Records excerpted from a collection:
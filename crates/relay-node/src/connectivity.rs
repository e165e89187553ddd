//! Internet reachability tracking
//!
//! The monitor polls the ledger's liveness check and keeps the answer in an
//! `AtomicBool`, so the packet path can check it without awaiting the network.

use offline_tx::NonceLedger;
use std::future::Future;
use std::sync::atomic::{AtomicBool, Ordering};
use std::sync::Arc;
use std::time::Duration;
use tokio::task::JoinHandle;
use tokio::time::MissedTickBehavior;
use tokio_util::sync::CancellationToken;
use tracing::{debug, info};

#[derive(Debug, Clone, Copy, PartialEq, Eq)]
pub enum Transition {
    WentOnline,
    WentOffline,
    Unchanged,
}

pub struct ConnectivityMonitor<L: NonceLedger> {
    ledger: Arc<L>,
    online: AtomicBool,
    interval: Duration,
}

impl<L: NonceLedger + 'static> ConnectivityMonitor<L> {
    /// Starts offline until the first check says otherwise
    pub fn new(ledger: Arc<L>, interval: Duration) -> Self {
        Self {
            ledger,
            online: AtomicBool::new(false),
            interval,
        }
    }

    pub fn interval(&self) -> Duration {
        self.interval
    }

    pub fn is_online(&self) -> bool {
        self.online.load(Ordering::Relaxed)
    }

    /// Check reachability once and record the result
    pub async fn check(&self) -> Transition {
        let now_online = self.ledger.is_reachable().await;
        let was_online = self.online.swap(now_online, Ordering::Relaxed);

        match (was_online, now_online) {
            (false, true) => {
                info!("Ledger reachable; node is online");
                Transition::WentOnline
            }
            (true, false) => {
                info!("Ledger unreachable; node is offline");
                Transition::WentOffline
            }
            _ => Transition::Unchanged,
        }
    }

    /// Poll every interval and run `on_online` on each offline to online transition
    pub fn spawn<F, Fut>(self: &Arc<Self>, cancel: CancellationToken, on_online: F) -> JoinHandle<()>
    where
        F: Fn() -> Fut + Send + Sync + 'static,
        Fut: Future<Output = ()> + Send,
    {
        let monitor = Arc::clone(self);
        tokio::spawn(async move {
            let mut ticker = tokio::time::interval(monitor.interval);
            ticker.set_missed_tick_behavior(MissedTickBehavior::Delay);

            loop {
                tokio::select! {
                    _ = cancel.cancelled() => break,
                    _ = ticker.tick() => {
                        if monitor.check().await == Transition::WentOnline {
                            on_online().await;
                        }
                    }
                }
            }
            debug!("Connectivity monitor stopped");
        })
    }
}
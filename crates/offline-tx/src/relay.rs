//! Mesh relay forwarding policy

use crate::error::{TxError, TxResult};
use crate::payload::{OfflineTransactionPayload, RelayMetadata};
use chrono::{DateTime, Utc};
use solana_sdk::pubkey::Pubkey;
use tracing::debug;

/// Whether a relay may forward `payload` at `now`
///
/// Durable payloads never expire; blockhash payloads are only relayed while
/// younger than `window`.
pub fn should_relay(
    payload: &OfflineTransactionPayload,
    now: DateTime<Utc>,
    window: chrono::Duration,
) -> bool {
    let meta = &payload.relay_metadata;
    if meta.hop_count >= meta.max_hops {
        return false;
    }
    payload.durable || payload.age(now) < window
}

/// Count one hop through `relayer`
///
/// A relayer already recorded is not credited again, though the hop still counts.
pub fn record_hop(
    payload: &OfflineTransactionPayload,
    relayer: Pubkey,
) -> TxResult<OfflineTransactionPayload> {
    let meta = &payload.relay_metadata;
    if meta.hop_count >= meta.max_hops {
        return Err(TxError::RelayLimitReached {
            max_hops: meta.max_hops,
        });
    }

    let mut next = payload.clone();
    next.relay_metadata.hop_count += 1;
    if !next.relay_metadata.relayers.contains(&relayer) {
        next.relay_metadata.relayers.push(relayer);
    }
    Ok(next)
}

pub fn total_relayer_fees(meta: &RelayMetadata) -> u64 {
    meta.total_relayer_fees()
}

/// Applies the relay policy on behalf of one local relayer key
#[derive(Debug, Clone)]
pub struct MeshRelayForwarder {
    relayer: Pubkey,
    window: chrono::Duration,
    hop_limit: u8,
}

impl MeshRelayForwarder {
    pub fn new(relayer: Pubkey, window: chrono::Duration) -> Self {
        Self {
            relayer,
            window,
            hop_limit: u8::MAX,
        }
    }

    /// Never carry a payload further than `hop_limit` hops, whatever it asks for
    pub fn with_hop_limit(mut self, hop_limit: u8) -> Self {
        self.hop_limit = hop_limit;
        self
    }

    pub fn relayer(&self) -> Pubkey {
        self.relayer
    }

    /// Lower the payload's hop budget to our limit; true if it asked for more
    pub fn cap_hops(&self, payload: &mut OfflineTransactionPayload) -> bool {
        let meta = &mut payload.relay_metadata;
        if meta.max_hops <= self.hop_limit {
            return false;
        }
        debug!(
            "Capping payload {} from {} to {} hops",
            payload.id, meta.max_hops, self.hop_limit
        );
        meta.max_hops = self.hop_limit;
        true
    }

    /// The payload with our hop recorded, or `None` if it must not travel further
    pub fn forward(
        &self,
        payload: &OfflineTransactionPayload,
        now: DateTime<Utc>,
    ) -> Option<OfflineTransactionPayload> {
        let mut payload = payload.clone();
        self.cap_hops(&mut payload);
        if !should_relay(&payload, now, self.window) {
            debug!(
                "Not relaying payload {} (hop {}/{}, durable: {})",
                payload.id,
                payload.relay_metadata.hop_count,
                payload.relay_metadata.max_hops,
                payload.durable
            );
            return None;
        }
        record_hop(&payload, self.relayer).ok()
    }
}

REQUIREMENT: All the lines above should come back exactly as written.

EXERCISE RESPONSE:
filename crates/relay-node/src/connectivity.rs
repository e165e89187553ddd
//! Internet reachability tracking
//!
//! The monitor polls the ledger's liveness check and keeps the answer in an
//! `AtomicBool`, so the packet path can check it without awaiting the network.

use offline_tx::NonceLedger;
use std::future::Future;
use std::sync::atomic::{AtomicBool, Ordering};
use std::sync::Arc;
use std::time::Duration;
use tokio::task::JoinHandle;
use tokio::time::MissedTickBehavior;
use tokio_util::sync::CancellationToken;
use tracing::{debug, info};

#[derive(Debug, Clone, Copy, PartialEq, Eq)]
pub enum Transition {
    WentOnline,
    WentOffline,
    Unchanged,
}

pub struct ConnectivityMonitor<L: NonceLedger> {
    ledger: Arc<L>,
    online: AtomicBool,
    interval: Duration,
}

impl<L: NonceLedger + 'static> ConnectivityMonitor<L> {
    /// Starts offline until the first check says otherwise
    pub fn new(ledger: Arc<L>, interval: Duration) -> Self {
        Self {
            ledger,
            online: AtomicBool::new(false),
            interval,
        }
    }

    pub fn interval(&self) -> Duration {
        self.interval
    }

    pub fn is_online(&self) -> bool {
        self.online.load(Ordering::Relaxed)
    }

    /// Check reachability once and record the result
    pub async fn check(&self) -> Transition {
        let now_online = self.ledger.is_reachable().await;
        let was_online = self.online.swap(now_online, Ordering::Relaxed);

        match (was_online, now_online) {
            (false, true) => {
                info!("Ledger reachable; node is online");
                Transition::WentOnline
            }
            (true, false) => {
                info!("Ledger unreachable; node is offline");
                Transition::WentOffline
            }
            _ => Transition::Unchanged,
        }
    }

    /// Poll every interval and run `on_online` on each offline to online transition
    pub fn spawn<F, Fut>(self: &Arc<Self>, cancel: CancellationToken, on_online: F) -> JoinHandle<()>
    where
        F: Fn() -> Fut + Send + Sync + 'static,
        Fut: Future<Output = ()> + Send,
    {
        let monitor = Arc::clone(self);
        tokio::spawn(async move {
            let mut ticker = tokio::time::interval(monitor.interval);
            ticker.set_missed_tick_behavior(MissedTickBehavior::Delay);

            loop {
                tokio::select! {
                    _ = cancel.cancelled() => break,
                    _ = ticker.tick() => {
                        if monitor.check().await == Transition::WentOnline {
                            on_online().await;
                        }
                    }
                }
            }
            debug!("Connectivity monitor stopped");
        })
    }
}
filename crates/offline-tx/src/relay.rs
//! Mesh relay forwarding policy

use crate::error::{TxError, TxResult};
use crate::payload::{OfflineTransactionPayload, RelayMetadata};
use chrono::{DateTime, Utc};
use solana_sdk::pubkey::Pubkey;
use tracing::debug;

/// Whether a relay may forward `payload` at `now`
///
/// Durable payloads never expire; blockhash payloads are only relayed while
/// younger than `window`.
pub fn should_relay(
    payload: &OfflineTransactionPayload,
    now: DateTime<Utc>,
    window: chrono::Duration,
) -> bool {
    let meta = &payload.relay_metadata;
    if meta.hop_count >= meta.max_hops {
        return false;
    }
    payload.durable || payload.age(now) < window
}

/// Count one hop through `relayer`
///
/// A relayer already recorded is not credited again, though the hop still counts.
pub fn record_hop(
    payload: &OfflineTransactionPayload,
    relayer: Pubkey,
) -> TxResult<OfflineTransactionPayload> {
    let meta = &payload.relay_metadata;
    if meta.hop_count >= meta.max_hops {
        return Err(TxError::RelayLimitReached {
            max_hops: meta.max_hops,
        });
    }

    let mut next = payload.clone();
    next.relay_metadata.hop_count += 1;
    if !next.relay_metadata.relayers.contains(&relayer) {
        next.relay_metadata.relayers.push(relayer);
    }
    Ok(next)
}

pub fn total_relayer_fees(meta: &RelayMetadata) -> u64 {
    meta.total_relayer_fees()
}

/// Applies the relay policy on behalf of one local relayer key
#[derive(Debug, Clone)]
pub struct MeshRelayForwarder {
    relayer: Pubkey,
    window: chrono::Duration,
    hop_limit: u8,
}

impl MeshRelayForwarder {
    pub fn new(relayer: Pubkey, window: chrono::Duration) -> Self {
        Self {
            relayer,
            window,
            hop_limit: u8::MAX,
        }
    }

    /// Never carry a payload further than `hop_limit` hops, whatever it asks for
    pub fn with_hop_limit(mut self, hop_limit: u8) -> Self {
        self.hop_limit = hop_limit;
        self
    }

    pub fn relayer(&self) -> Pubkey {
        self.relayer
    }

    /// Lower the payload's hop budget to our limit; true if it asked for more
    pub fn cap_hops(&self, payload: &mut OfflineTransactionPayload) -> bool {
        let meta = &mut payload.relay_metadata;
        if meta.max_hops <= self.hop_limit {
            return false;
        }
        debug!(
            "Capping payload {} from {} to {} hops",
            payload.id, meta.max_hops, self.hop_limit
        );
        meta.max_hops = self.hop_limit;
        true
    }

    /// The payload with our hop recorded, or `None` if it must not travel further
    pub fn forward(
        &self,
        payload: &OfflineTransactionPayload,
        now: DateTime<Utc>,
    ) -> Option<OfflineTransactionPayload> {
        let mut payload = payload.clone();
        self.cap_hops(&mut payload);
        if !should_relay(&payload, now, self.window) {
            debug!(
                "Not relaying payload {} (hop {}/{}, durable: {})",
                payload.id,
                payload.relay_metadata.hop_count,
                payload.relay_metadata.max_hops,
                payload.durable
            );
            return None;
        }
        record_hop(&payload, self.relayer).ok()
    }
}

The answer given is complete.